◆ Work item:
In the data below, which lines contain "warn"? List them by copying each one.

* * *

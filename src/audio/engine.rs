use super::{AudioConfig, AudioEngine, PlaybackStatus};
use crate::error::{ShellError, ShellResult};
use anyhow::Result;
use rodio::{Decoder, OutputStream, OutputStreamHandle, Sink, Source};
use std::fs::File;
use std::io::BufReader;
use std::path::{Path, PathBuf};
use std::time::Duration;
use tracing::{debug, warn};

type FileDecoder = Decoder<BufReader<File>>;

/// rodio-backed engine. One sink per loaded track; the sink is rebuilt from
/// the file whenever playback has to start over (stop, natural end, loop).
pub struct RodioEngine {
    _stream: OutputStream,
    stream_handle: OutputStreamHandle,
    sink: Option<Sink>,
    path: Option<PathBuf>,
    duration: Duration,
    status: PlaybackStatus,
    config: AudioConfig,
    looping: bool,
    // set when the sink drained on its own; offset then reads as the full length when known
    ended: bool,
}

impl RodioEngine {
    pub fn new(config: AudioConfig) -> Result<Self> {
        let (stream, stream_handle) = OutputStream::try_default()?;

        Ok(Self {
            _stream: stream,
            stream_handle,
            sink: None,
            path: None,
            duration: Duration::ZERO,
            status: PlaybackStatus::Stopped,
            config,
            looping: false,
            ended: false,
        })
    }

    fn decode(path: &Path) -> ShellResult<FileDecoder> {
        if !path.exists() {
            return Err(ShellError::PathNotFound(path.to_path_buf()));
        }
        let file = File::open(path)?;
        Decoder::new(BufReader::new(file)).map_err(|e| {
            debug!("Decoder rejected {}: {}", path.display(), e);
            ShellError::UnsupportedFormat(display_name(path))
        })
    }

    /// Build a paused sink holding a fresh decoder for the current path.
    fn rearm(&mut self) -> ShellResult<()> {
        let Some(path) = self.path.clone() else {
            return Ok(());
        };
        let source = Self::decode(&path)?;
        let sink = Sink::try_new(&self.stream_handle).map_err(|e| {
            warn!("Could not create audio sink: {}", e);
            ShellError::UnsupportedFormat(display_name(&path))
        })?;
        sink.pause();
        sink.set_volume(self.config.volume / 100.0);
        sink.append(source);

        if let Some(old) = self.sink.replace(sink) {
            old.stop();
        }
        self.ended = false;
        Ok(())
    }

    fn sink_drained(&self) -> bool {
        self.sink.as_ref().map(|sink| sink.empty()).unwrap_or(true)
    }

    fn ensure_armed(&mut self) {
        if self.sink_drained() {
            if let Err(e) = self.rearm() {
                warn!("Could not reload track: {}", e);
            }
        }
    }
}

fn display_name(path: &Path) -> String {
    path.file_name()
        .and_then(|n| n.to_str())
        .map(str::to_string)
        .unwrap_or_else(|| path.display().to_string())
}

impl AudioEngine for RodioEngine {
    fn open(&mut self, path: &Path) -> ShellResult<()> {
        // decode before touching the current track so a bad file leaves it playing
        let source = Self::decode(path)?;
        let duration = match source.total_duration() {
            Some(d) => d,
            None => self.probe_duration(path).unwrap_or(Duration::ZERO),
        };
        drop(source);

        self.stop();
        self.path = Some(path.to_path_buf());
        self.duration = duration;
        self.rearm()?;
        debug!("Opened {} ({}s)", path.display(), duration.as_secs());
        Ok(())
    }

    fn play(&mut self) {
        self.ensure_armed();
        if let Some(sink) = &self.sink {
            sink.play();
            self.status = PlaybackStatus::Playing;
        }
    }

    fn pause(&mut self) {
        if let Some(sink) = &self.sink {
            sink.pause();
            self.status = PlaybackStatus::Paused;
        }
    }

    fn stop(&mut self) {
        if let Some(sink) = self.sink.take() {
            sink.stop();
        }
        self.status = PlaybackStatus::Stopped;
        self.ended = false;
    }

    fn set_volume(&mut self, percent: f32) {
        self.config.volume = percent.clamp(0.0, 100.0);
        if let Some(sink) = &self.sink {
            sink.set_volume(self.config.volume / 100.0);
        }
    }

    fn volume(&self) -> f32 {
        self.config.volume
    }

    fn is_looping(&self) -> bool {
        self.looping
    }

    fn set_looping(&mut self, looping: bool) {
        self.looping = looping;
    }

    fn playing_offset(&self) -> Duration {
        if self.ended && !self.duration.is_zero() {
            return self.duration;
        }
        self.sink.as_ref().map(|sink| sink.get_pos()).unwrap_or_default()
    }

    fn set_playing_offset(&mut self, offset: Duration) {
        self.ensure_armed();
        if let Some(sink) = &self.sink {
            if let Err(e) = sink.try_seek(offset) {
                warn!("Seek to {}s failed: {}", offset.as_secs(), e);
            }
        }
    }

    fn duration(&self) -> Duration {
        self.duration
    }

    fn status(&mut self) -> PlaybackStatus {
        if self.status == PlaybackStatus::Playing && self.sink_drained() {
            if self.looping {
                self.play();
            } else {
                self.status = PlaybackStatus::Stopped;
                self.ended = true;
            }
        }
        self.status
    }

    fn probe_duration(&self, path: &Path) -> ShellResult<Duration> {
        let source = Self::decode(path)?;
        if let Some(duration) = source.total_duration() {
            return Ok(duration);
        }

        #[cfg(feature = "probe")]
        {
            if let Ok(duration) = probe_duration_with_symphonia(path) {
                return Ok(duration);
            }
        }

        Err(ShellError::UnsupportedFormat(display_name(path)))
    }
}

/// Feature-gated duration probing using symphonia codec
#[cfg(feature = "probe")]
fn probe_duration_with_symphonia(path: &Path) -> Result<Duration> {
    use symphonia::core::formats::FormatOptions;
    use symphonia::core::io::MediaSourceStream;
    use symphonia::core::meta::MetadataOptions;
    use symphonia::core::probe::Hint;

    let file = File::open(path)?;
    let mss = MediaSourceStream::new(Box::new(file), Default::default());

    let mut hint = Hint::new();
    if let Some(extension) = path.extension().and_then(|ext| ext.to_str()) {
        hint.with_extension(extension);
    }

    let probed = symphonia::default::get_probe().format(
        &hint,
        mss,
        &FormatOptions::default(),
        &MetadataOptions::default(),
    )?;

    let track = probed
        .format
        .tracks()
        .iter()
        .find(|t| t.codec_params.codec != symphonia::core::codecs::CODEC_TYPE_NULL)
        .ok_or_else(|| anyhow::anyhow!("No supported audio tracks found"))?;

    // Calculate duration from time base and frame count
    if let (Some(time_base), Some(n_frames)) = (track.codec_params.time_base, track.codec_params.n_frames) {
        let time = time_base.calc_time(n_frames);
        return Ok(Duration::from_secs_f64(time.seconds as f64 + time.frac));
    }

    Err(anyhow::anyhow!("Could not determine duration from file"))
}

* * *

◆ Solution to this problem:
use tracing::{debug, warn};
            warn!("Could not create audio sink: {}", e);
                warn!("Could not reload track: {}", e);
                warn!("Seek to {}s failed: {}", offset.as_secs(), e);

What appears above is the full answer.